Take that type of quiz and apply it to your company’s corporate branding. Now give it a fun, interactive application, and you have the general idea behind Archetypes in Branding: A Toolkit for Creatives and Strategists. Archetypes in Branding is a targeted exercise disguised as a game, with cards that each identify a different “personality,” and it’s the jumping-off point for an idea that has been successful in our approach to brand development with our clients.
Red Racer plays a game with our clients? You bet we do.
When we first sit with you in our branding workshop, we tell everyone in the group to choose three cards, and then we see which ones pop. Maybe you’ll choose “The Hero,” looking to change the world though your product or service. Or “The Maverick,” who wants to shake up an industry with a new or revolutionary idea. Or even “The Lover”—the response of one participant who was an employee of a back surgeon client of ours. The perplexed look on our client’s face disappeared pretty quickly when the employee explained, “You love and care for people and would do anything to help them heal faster.”
That moment is indicative of the kind of important, brand-driving intel that can come from this exercise.
The reality is that deciding who you are as a brand or a business doesn’t seem that difficult.

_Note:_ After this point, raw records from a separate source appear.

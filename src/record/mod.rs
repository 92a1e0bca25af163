pub mod sanitize;
pub mod tree;

use chrono::{DateTime, NaiveDate, Utc};
use serde::{Deserialize, Serialize};
use serde_json::{Map, Value};

use crate::datamodel::DataModelError;

pub use sanitize::{clean_nil, clean_nil_value, normalize_primitives};
pub use tree::{find_json_array, find_json_field, Mapper, TreeMapper};

/// Field holding a record's identifier
pub const UUID_FIELD: &str = "uuid";

/// Who last touched a record, and when
#[derive(Debug, Clone, Default, PartialEq, Eq, Serialize, Deserialize)]
pub struct Metadata {
    #[serde(default, skip_serializing_if = "Option::is_none")]
    pub timestamp: Option<DateTime<Utc>>,
    #[serde(default)]
    pub user: String,
    #[serde(default)]
    pub partner: String,
    #[serde(default)]
    pub role: String,
}

impl Metadata {
    pub fn stamp(user: impl Into<String>, partner: impl Into<String>, role: impl Into<String>) -> Self {
        Self {
            timestamp: Some(Utc::now()),
            user: user.into(),
            partner: partner.into(),
            role: role.into(),
        }
    }
}

/// Partner-level access entry attached to an overview row
#[derive(Debug, Clone, PartialEq, Eq, Serialize, Deserialize)]
pub struct AccessConfig {
    pub partner: String,
    #[serde(rename = "algo", default, skip_serializing_if = "Option::is_none")]
    pub algorithm: Option<String>,
}

/// Anything stored as a document with an identifier and a field tree
pub trait DomainEntity {
    fn uuid(&self) -> &str;
    fn set_uuid(&mut self, uuid: String);
    fn entity(&self) -> &Map<String, Value>;
    fn entity_mut(&mut self) -> &mut Map<String, Value>;

    /// Flattened projection shown in overview lists
    fn overview_row(&self) -> Map<String, Value> {
        self.entity().clone()
    }

    fn access_config(&self) -> Vec<AccessConfig> {
        Vec::new()
    }
}

/// A tenant document: metadata plus a schemaless field tree.
///
/// The field tree is whatever the tenant's datamodel describes; typed
/// accessors return `None` when a field is missing or holds another kind
/// of value.
#[derive(Debug, Clone, Default, PartialEq, Serialize, Deserialize)]
pub struct Record {
    #[serde(default)]
    pub metadata: Metadata,
    #[serde(rename = "entity", default)]
    pub fields: Map<String, Value>,
}

impl Record {
    pub fn new() -> Self {
        Self::default()
    }

    pub fn from_fields(fields: Map<String, Value>) -> Self {
        Self {
            metadata: Metadata::default(),
            fields,
        }
    }

    /// Build a record from a JSON object of fields
    pub fn from_json(value: Value) -> Result<Self, DataModelError> {
        match value {
            Value::Object(fields) => Ok(Self::from_fields(fields)),
            other => Err(DataModelError::InvalidRecord(format!(
                "expected a JSON object, got {}",
                json_kind(&other)
            ))),
        }
    }

    /// Identifier, empty when unset
    pub fn uuid(&self) -> &str {
        self.fields.get(UUID_FIELD).and_then(Value::as_str).unwrap_or("")
    }

    pub fn set_uuid(&mut self, uuid: String) {
        self.fields.insert(UUID_FIELD.to_string(), Value::String(uuid));
    }

    pub fn get(&self, name: &str) -> Option<&Value> {
        self.fields.get(name)
    }

    pub fn set(&mut self, name: impl Into<String>, value: Value) {
        self.fields.insert(name.into(), value);
    }

    pub fn value_string(&self, name: &str) -> Option<&str> {
        self.fields.get(name)?.as_str()
    }

    /// Integers, also accepted when stored as text or as a whole float
    pub fn value_int(&self, name: &str) -> Option<i64> {
        match self.fields.get(name)? {
            Value::Number(n) => n
                .as_i64()
                .or_else(|| n.as_f64().filter(|f| f.fract() == 0.0).map(|f| f as i64)),
            Value::String(s) => s.trim().parse().ok(),
            _ => None,
        }
    }

    pub fn value_float(&self, name: &str) -> Option<f64> {
        match self.fields.get(name)? {
            Value::Number(n) => n.as_f64(),
            Value::String(s) => s.trim().parse().ok(),
            _ => None,
        }
    }

    /// RFC 3339 timestamps or plain `YYYY-MM-DD` dates (midnight UTC)
    pub fn value_date(&self, name: &str) -> Option<DateTime<Utc>> {
        let text = self.value_string(name)?;
        if let Ok(time) = DateTime::parse_from_rfc3339(text) {
            return Some(time.with_timezone(&Utc));
        }
        let date = NaiveDate::parse_from_str(text.get(..10)?, "%Y-%m-%d").ok()?;
        Some(date.and_hms_opt(0, 0, 0)?.and_utc())
    }

    pub fn value_bool(&self, name: &str) -> Option<bool> {
        match self.fields.get(name)? {
            Value::Bool(b) => Some(*b),
            Value::String(s) => s.trim().parse().ok(),
            _ => None,
        }
    }

    /// Approximate stored size: the byte length of the serialized fields
    pub fn size(&self) -> usize {
        serde_json::to_vec(&self.fields).map(|bytes| bytes.len()).unwrap_or(0)
    }
}

impl DomainEntity for Record {
    fn uuid(&self) -> &str {
        Record::uuid(self)
    }

    fn set_uuid(&mut self, uuid: String) {
        Record::set_uuid(self, uuid)
    }

    fn entity(&self) -> &Map<String, Value> {
        &self.fields
    }

    fn entity_mut(&mut self) -> &mut Map<String, Value> {
        &mut self.fields
    }
}

/// Record with null and emptied branches removed from its field tree
pub fn sanitize_record(mut record: Record) -> Record {
    record.fields = clean_nil(std::mem::take(&mut record.fields));
    record
}

/// Apply a mapper to a record with the default walker settings.
///
/// Richtext is always truncated here; use [`TreeMapper::apply_to_record`]
/// with a configured walker to honour `MAPPER_RICHTEXT_TRUNCATION`.
pub fn apply_mapper_to_record(record: &mut Record, mapper: &Mapper) {
    TreeMapper::default().apply_to_record(record, mapper);
}

impl TreeMapper {
    pub fn apply_to_record(&self, record: &mut Record, mapper: &Mapper) {
        self.apply_mapper(&mut record.fields, mapper);
    }
}

fn json_kind(value: &Value) -> &'static str {
    match value {
        Value::Null => "null",
        Value::Bool(_) => "boolean",
        Value::Number(_) => "number",
        Value::String(_) => "string",
        Value::Array(_) => "array",
        Value::Object(_) => "object",
    }
}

Until you sit down to do it. By using the archetypal cards—each one representing a different “personality”—we’re able to help guide our clients toward identifying their company’s key differentiators. Trust us when we say that this exploration is always enlightening and often surprising—and not just to us.
What many companies miss is that this step is every bit as important as trying to figure out who your desired customer base is. You may have explored your target in depth, applying personality traits and characterizations that allow you to dig deeper into who they are and what motivates them; but have you done the same for yourself? You know what they say: No one else can love you if you don’t love yourself first. If you don’t know who you are, people may not even like you very much.
Or maybe they don’t know about you at all.
Developing your corporate personality helps everybody—from your potential clients to your staff—understand from a humanist standpoint where you’re coming from (not to mention the fact that it can also save you considerable time and money on the back end by establishing a strong branding effort from which the marketing efforts can emanate up front).
Personifying your brand—attributing human characteristics to something non-human—may seem like a curious pursuit, especially when there’s a game involved in the process (after all, branding is serious business). And that’s exactly why it works.